### PROMPT
The expected answer is the set of lines in the data below between the line holding "use crate::session::SessionStore;" and the line holding "#[error(transparent)]", inclusive, written out exactly.

MATERIAL FOR THE TASK Block Start

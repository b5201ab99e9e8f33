//! HTTP client for the judge backend.
//!
//! Every request carries `Authorization: Bearer <token>` while a session is
//! present. Responses are classified by [`classify`]; an unauthorized answer
//! clears the session so the next navigation is sent to the sign-in page.

mod envelope;

pub use envelope::ApiEnvelope;
pub use envelope::DEFAULT_FAILURE_MESSAGE;
pub use envelope::EnvelopeClass;
pub use envelope::JUDGING_IN_PROGRESS;
pub use envelope::classify;

use crate::session::SessionError;
use crate::session::SessionStore;
use reqwest::Client;
use reqwest::Method;
use reqwest::RequestBuilder;
use serde::Deserialize;
use serde::Serialize;
use std::time::Duration;
use thiserror::Error;
use tracing::debug;
use tracing::warn;
use url::Url;

pub const DEFAULT_BASE_URL: &str = "http://127.0.0.1:8080";
pub const DEFAULT_TIMEOUT_MS: u64 = 5_000;

#[derive(Debug, Clone, PartialEq, Eq, Serialize, Deserialize)]
#[serde(default)]
pub struct ClientConfig {
    /// Backend root. Request paths are joined below its path, so
    /// `http://host/judge` serves `/api/x` from `http://host/judge/api/x`.
    pub base_url: String,
    pub timeout_ms: u64,
}

impl Default for ClientConfig {
    fn default() -> Self {
        Self {
            base_url: DEFAULT_BASE_URL.to_string(),
            timeout_ms: DEFAULT_TIMEOUT_MS,
        }
    }
}

#[derive(Debug, Error)]
pub enum ApiError {
    #[error("unauthorized: {0}")]
    Unauthorized(String),
    #[error("request rejected ({status}): {message}")]
    Rejected { status: u16, message: String },
    #[error("http error: {0}")]
    Http(#[from] reqwest::Error),
    #[error("invalid url: {0}")]
    Url(#[from] url::ParseError),
    #[error("malformed response body: {0}")]
    Decode(#[from] serde_json::Error),
    #[error(transparent)]
    Session(#[from] SessionError),
}

#[derive(Debug, Clone)]
pub struct JudgeClient {
    http: Client,
    base_url: Url,
    session: SessionStore,
}

impl JudgeClient {
    pub fn new(config: &ClientConfig, session: SessionStore) -> Result<Self, ApiError> {
        let mut base_url = Url::parse(&config.base_url)?;
        if !base_url.path().ends_with('/') {
            let path = format!("{}/", base_url.path());
            base_url.set_path(&path);
        }
        let http = Client::builder()
            .timeout(Duration::from_millis(config.timeout_ms))
            .build()?;
        Ok(Self {
            http,
            base_url,
            session,
        })
    }

    pub fn session(&self) -> &SessionStore {
        &self.session
    }

    pub async fn get(&self, path: &str, query: &[(&str, &str)]) -> Result<ApiEnvelope, ApiError> {
        let request = self.request(Method::GET, path)?.query(query);
        self.execute(Method::GET, path, request).await
    }

    pub async fn post<B>(&self, path: &str, body: &B) -> Result<ApiEnvelope, ApiError>
    where
        B: Serialize + ?Sized,
    {
        let request = self.request(Method::POST, path)?.json(body);
        self.execute(Method::POST, path, request).await
    }

    pub async fn put<B>(&self, path: &str, body: &B) -> Result<ApiEnvelope, ApiError>
    where
        B: Serialize + ?Sized,
    {
        let request = self.request(Method::PUT, path)?.json(body);
        self.execute(Method::PUT, path, request).await
    }

    pub async fn delete(&self, path: &str) -> Result<ApiEnvelope, ApiError> {
        let request = self.request(Method::DELETE, path)?;
        self.execute(Method::DELETE, path, request).await
    }

    fn request(&self, method: Method, path: &str) -> Result<RequestBuilder, ApiError> {
        let url = self.base_url.join(path.trim_start_matches('/'))?;
        let mut request = self.http.request(method, url);
        if let Some(token) = self.session.bearer_token() {
            request = request.bearer_auth(token);
        }
        Ok(request)
    }

    async fn execute(
        &self,
        method: Method,
        path: &str,
        request: RequestBuilder,
    ) -> Result<ApiEnvelope, ApiError> {
        debug!(%method, path, "sending request");
        let response = match request.send().await {
            Ok(response) => response,
            Err(err) => return judging_or(err),
        };
        let status = response.status();
        let body = match response.bytes().await {
            Ok(body) => body,
            Err(err) => return judging_or(err),
        };

        let envelope = if body.is_empty() {
            ApiEnvelope::default()
        } else {
            match serde_json::from_slice::<ApiEnvelope>(&body) {
                Ok(envelope) => envelope,
                Err(err) if status.is_success() => return Err(ApiError::Decode(err)),
                Err(_) => ApiEnvelope {
                    message: Some(String::from_utf8_lossy(&body).into_owned()),
                    ..ApiEnvelope::default()
                },
            }
        };

        if !status.is_success() && envelope.is_judging_in_progress() {
            debug!(%status, path, "judging in progress reported as error");
            let message = envelope.message.unwrap_or_default();
            return Ok(ApiEnvelope::judging_placeholder(message));
        }

        match classify(status.as_u16(), &envelope) {
            EnvelopeClass::Success => Ok(envelope),
            EnvelopeClass::Unauthorized(message) => {
                let cleared = self.session.logout()?;
                warn!(%method, path, cleared, "session rejected by backend");
                Err(ApiError::Unauthorized(message))
            }
            EnvelopeClass::Failure(message) => {
                debug!(%status, path, %message, "request rejected");
                Err(ApiError::Rejected {
                    status: status.as_u16(),
                    message,
                })
            }
        }
    }
}

fn judging_or(err: reqwest::Error) -> Result<ApiEnvelope, ApiError> {
    let message = err.to_string();
    if message.contains(JUDGING_IN_PROGRESS) {
        return Ok(ApiEnvelope::judging_placeholder(message));
    }
    warn!(error = %err, "request failed");
    Err(ApiError::Http(err))
}

#[cfg(test)]
mod tests {
    use super::*;
    use crate::session::UserRecord;
    use assert_matches::assert_matches;
    use pretty_assertions::assert_eq;
    use serde_json::json;
    use wiremock::Mock;
    use wiremock::MockServer;
    use wiremock::ResponseTemplate;
    use wiremock::matchers::body_json;
    use wiremock::matchers::header;
    use wiremock::matchers::method;
    use wiremock::matchers::path;
    use wiremock::matchers::query_param;

    fn client(server: &MockServer, session: SessionStore) -> JudgeClient {
        let config = ClientConfig {
            base_url: server.uri(),
            ..ClientConfig::default()
        };
        JudgeClient::new(&config, session).expect("client")
    }

    fn signed_in() -> SessionStore {
        let session = SessionStore::in_memory();
        session
            .login(UserRecord::new(7, "alice", 0), "tok-123\r\n")
            .expect("login");
        session
    }

    #[tokio::test]
    async fn attaches_bearer_token_and_returns_payload() {
        let server = MockServer::start().await;
        Mock::given(method("GET"))
            .and(path("/api/problems"))
            .and(query_param("page", "2"))
            .and(header("authorization", "Bearer tok-123"))
            .respond_with(ResponseTemplate::new(200).set_body_json(json!({
                "status": "ok",
                "problems": [{"id": 1}],
            })))
            .expect(1)
            .mount(&server)
            .await;

        let envelope = client(&server, signed_in())
            .get("/api/problems", &[("page", "2")])
            .await
            .expect("problems");
        assert_eq!(envelope.get("problems"), Some(&json!([{"id": 1}])));
        server.verify().await;
    }

    #[tokio::test]
    async fn anonymous_requests_have_no_authorization_header() {
        let server = MockServer::start().await;
        Mock::given(method("GET"))
            .and(path("/api/leaderboard"))
            .respond_with(ResponseTemplate::new(200).set_body_json(json!({"code": 200})))
            .mount(&server)
            .await;

        client(&server, SessionStore::in_memory())
            .get("/api/leaderboard", &[])
            .await
            .expect("leaderboard");

        let requests = server.received_requests().await.expect("recording enabled");
        assert_eq!(requests.len(), 1);
        assert!(requests[0].headers.get("authorization").is_none());
    }

    #[tokio::test]
    async fn unauthorized_response_clears_the_session() {
        let server = MockServer::start().await;
        Mock::given(method("GET"))
            .and(path("/api/user/profile"))
            .respond_with(
                ResponseTemplate::new(401)
                    .set_body_json(json!({"status": "error", "message": "token expired"})),
            )
            .mount(&server)
            .await;

        let session = signed_in();
        let err = client(&server, session.clone())
            .get("/api/user/profile", &[])
            .await
            .unwrap_err();
        assert_matches!(err, ApiError::Unauthorized(message) if message == "token expired");
        assert!(!session.is_authenticated());
        assert_eq!(session.bearer_token(), None);
    }

    #[tokio::test]
    async fn body_code_401_is_unauthorized_too() {
        let server = MockServer::start().await;
        Mock::given(method("DELETE"))
            .and(path("/api/problems/3"))
            .respond_with(ResponseTemplate::new(200).set_body_json(json!({"code": 401})))
            .mount(&server)
            .await;

        let session = signed_in();
        let err = client(&server, session.clone())
            .delete("/api/problems/3")
            .await
            .unwrap_err();
        assert_matches!(err, ApiError::Unauthorized(_));
        assert!(!session.is_authenticated());
    }

    #[tokio::test]
    async fn judging_in_progress_error_becomes_success() {
        let server = MockServer::start().await;
        let submission = json!({"problem_id": 4, "language": "cpp", "code": "int main(){}"});
        Mock::given(method("POST"))
            .and(path("/api/submissions"))
            .and(body_json(&submission))
            .respond_with(ResponseTemplate::new(500).set_body_json(json!({
                "status": "error",
                "message": "提交成功，正在评测中",
            })))
            .mount(&server)
            .await;

        let envelope = client(&server, signed_in())
            .post("/api/submissions", &submission)
            .await
            .expect("judging placeholder");
        assert_eq!(envelope.status.as_deref(), Some("ok"));
        assert_eq!(envelope.message.as_deref(), Some("提交成功，正在评测中"));
        assert!(envelope.get("submission_id").is_some());
    }

    #[tokio::test]
    async fn rejected_requests_keep_the_session() {
        let server = MockServer::start().await;
        Mock::given(method("PUT"))
            .and(path("/api/admin/settings"))
            .respond_with(
                ResponseTemplate::new(200)
                    .set_body_json(json!({"status": "error", "message": "invalid value"})),
            )
            .mount(&server)
            .await;

        let session = signed_in();
        let err = client(&server, session.clone())
            .put("/api/admin/settings", &json!({"max_memory": -1}))
            .await
            .unwrap_err();
        assert_matches!(
            err,
            ApiError::Rejected { status: 200, message } if message == "invalid value"
        );
        assert!(session.is_authenticated());
    }

    #[tokio::test]
    async fn non_json_error_body_becomes_the_message() {
        let server = MockServer::start().await;
        Mock::given(method("GET"))
            .and(path("/api/problems"))
            .respond_with(ResponseTemplate::new(502).set_body_string("bad gateway"))
            .mount(&server)
            .await;

        let err = client(&server, SessionStore::in_memory())
            .get("/api/problems", &[])
            .await
            .unwrap_err();
        assert_matches!(
            err,
            ApiError::Rejected { status: 502, message } if message == "bad gateway"
        );
    }

    #[tokio::test]
    async fn requests_stay_under_the_base_path() {
        let server = MockServer::start().await;
        Mock::given(method("GET"))
            .and(path("/judge/api/problems"))
            .respond_with(ResponseTemplate::new(200).set_body_json(json!({"status": "ok"})))
            .expect(1)
            .mount(&server)
            .await;

        let config = ClientConfig {
            base_url: format!("{}/judge", server.uri()),
            ..ClientConfig::default()
        };
        let client = JudgeClient::new(&config, SessionStore::in_memory()).expect("client");
        client.get("/api/problems", &[]).await.expect("problems");
        server.verify().await;
    }

    #[test]
    fn default_config_uses_five_second_timeout() {
        let config: ClientConfig = toml::from_str("base_url = \"http://judge.local\"").unwrap();
        assert_eq!(
            config,
            ClientConfig {
                base_url: "http://judge.local".to_string(),
                timeout_ms: 5_000,
            }
        );
    }

    #[test]
    fn invalid_base_url_is_rejected() {
        let config = ClientConfig {
            base_url: "not a url".to_string(),
            ..ClientConfig::default()
        };
        assert_matches!(
            JudgeClient::new(&config, SessionStore::in_memory()),
            Err(ApiError::Url(_))
        );
    }
}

MATERIAL FOR THE TASK Block End

### RESULT OF THIS TASK
use crate::session::SessionStore;
use reqwest::Client;
use reqwest::Method;
use reqwest::RequestBuilder;
use serde::Deserialize;
use serde::Serialize;
use std::time::Duration;
use thiserror::Error;
use tracing::debug;
use tracing::warn;
use url::Url;

pub const DEFAULT_BASE_URL: &str = "http://127.0.0.1:8080";
pub const DEFAULT_TIMEOUT_MS: u64 = 5_000;

#[derive(Debug, Clone, PartialEq, Eq, Serialize, Deserialize)]
#[serde(default)]
pub struct ClientConfig {
    /// Backend root. Request paths are joined below its path, so
    /// `http://host/judge` serves `/api/x` from `http://host/judge/api/x`.
    pub base_url: String,
    pub timeout_ms: u64,
}

impl Default for ClientConfig {
    fn default() -> Self {
        Self {
            base_url: DEFAULT_BASE_URL.to_string(),
            timeout_ms: DEFAULT_TIMEOUT_MS,
        }
    }
}

#[derive(Debug, Error)]
pub enum ApiError {
    #[error("unauthorized: {0}")]
    Unauthorized(String),
    #[error("request rejected ({status}): {message}")]
    Rejected { status: u16, message: String },
    #[error("http error: {0}")]
    Http(#[from] reqwest::Error),
    #[error("invalid url: {0}")]
    Url(#[from] url::ParseError),
    #[error("malformed response body: {0}")]
    Decode(#[from] serde_json::Error),
    #[error(transparent)]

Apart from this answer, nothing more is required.